Economy rice stalls typically consist of a case containing anywhere from 10-15 troughs of cooked food, including meat, vegetables, eggs and tofu dishes. Customers select any combination of these dishes, which are served accompanied by a portion of steamed white rice. In Singapore, it is more common to find the food on open troughs kept warm by hot water and an electric heater below.

Origins
Economy rice is thought of as a predominantly Chinese food; it is roughly analogous to the Malay or Indonesian concept of nasi padang or nasi campur (mixed rice). It is what most Chinese Malaysians and Singaporeans think of when they refer to "home-cooked" food, as it is similar to what would be eaten at home, with rice forming the basis of the meal, accompanied by various cooked dishes. Thus, there is no specific origin for the dish; instead it blends dishes and ingredients from the region they are cooked in.
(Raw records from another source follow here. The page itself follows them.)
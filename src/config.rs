//! Configuration constants for the temporal anomaly simulation.

// Anomaly validation
pub const MAX_TIME_DISTORTION: f64 = 100.0; // Largest accepted |time distortion|

// Spatial grid (XZ plane, centred on the origin)
pub const GRID_CELL_SIZE: f64 = 4.0; // World units per cell side
pub const GRID_EXTENT: u32 = 64; // Cells per axis

// Time distortion query shaping
pub const PHASE_RATE: f64 = 6.0; // Radians of phase per second of anomaly lifetime
pub const RIFT_CORE_FRACTION: f64 = 0.3; // Inner part of a rift that oscillates
pub const RIFT_OSCILLATION: f64 = 0.5; // Scale of the rift core oscillation
pub const RIFT_OUTER_SLOWDOWN: f64 = 0.2; // Slowdown at full strength outside the core
pub const INSTABILITY_AMPLITUDE: f64 = 0.4; // Oscillation amplitude of instability

// Combination rules
pub const RIFT_AMPLIFICATION: f64 = 1.2;
pub const STASIS_DAMPING: f64 = 0.8;
pub const OPPOSING_NET_FACTOR: f64 = 0.7;
pub const INSTABILITY_THRESHOLD: f64 = 0.2; // Net distortion below this destabilises
pub const INSTABILITY_DISTORTION: f64 = 0.3;
pub const REVERSAL_RIFT_FACTOR: f64 = 1.3;
pub const DOUBLE_REVERSAL_DISTORTION: f64 = 1.5;
pub const SAME_TYPE_AMPLIFICATION: f64 = 1.2;

// Simulation defaults (binary)
pub const DEFAULT_TICKS: u32 = 600;
pub const DEFAULT_TICK_SECONDS: f64 = 1.0 / 60.0;
pub const DEFAULT_ANOMALY_COUNT: u32 = 6;
pub const DEFAULT_ENTITY_COUNT: u32 = 24;
pub const DEFAULT_WORLD_SIZE: f64 = 40.0; // Scenario spawns inside +/- half of this

/// Shape of the uniform spatial grid used for broad-phase collision checks.
#[derive(Debug, Clone, Copy, PartialEq)]
pub struct GridConfig {
    pub cell_size: f64,
    pub extent: u32,
}

impl Default for GridConfig {
    fn default() -> Self {
        GridConfig {
            cell_size: GRID_CELL_SIZE,
            extent: GRID_EXTENT,
        }
    }
}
Economy rice stalls thus evolved as a way for the general public to obtain a quick, and most importantly, cheap meal option outside of home. An economy rice meal is usually one of the cheapest options available for a meal at a hawker centre (hence its name), especially if one is judicious in choosing the less expensive dishes (generally vegetables and tofu).

Common dishes
Common dishes offered at an economy rice stall can include sweet and sour pork, braised tofu, braised cabbage, steamed egg custard, stir-fried Chinese vegetables, fried eggs, and an assortment of deep-fried items.

True to its Chinese origins, most of the dishes on offer tend to have their roots in Chinese cuisine.

Other names
Economy rice is known by several other names, and in general conversation it is rare for anyone to refer to it as such, even though many stalls tend to proclaim "Economy rice" on their signboards.

Other names for economy rice include jaahp faahn () in Cantonese or tsa̍p-tshài-pn̄g () in Hokkien and, colloquially, "point-point rice", named for the method of ordering one's meal which involves simply asking for a plate of rice and then pointing at the various dishes desired. Due to most people not knowing the chinese names of the dishes

Similar cultures in other places

Hong Kong
In Hong Kong, there is a kind of similar dish known as "two dishes with rice" (), or may also be humorously translated as "this this rice" (referring to the action of pointing at the troughs with dishes when ordering), and its name may vary with the number of dishes included in a set. Due to its low price, "two dishes with rice" has gained increasing popularity, particularly among the grassroot citizens of Hong Kong in the economic recession due to COVID-19 pandemic. Before the pandemic, this kind of dish has also been already popular in university and staff canteens.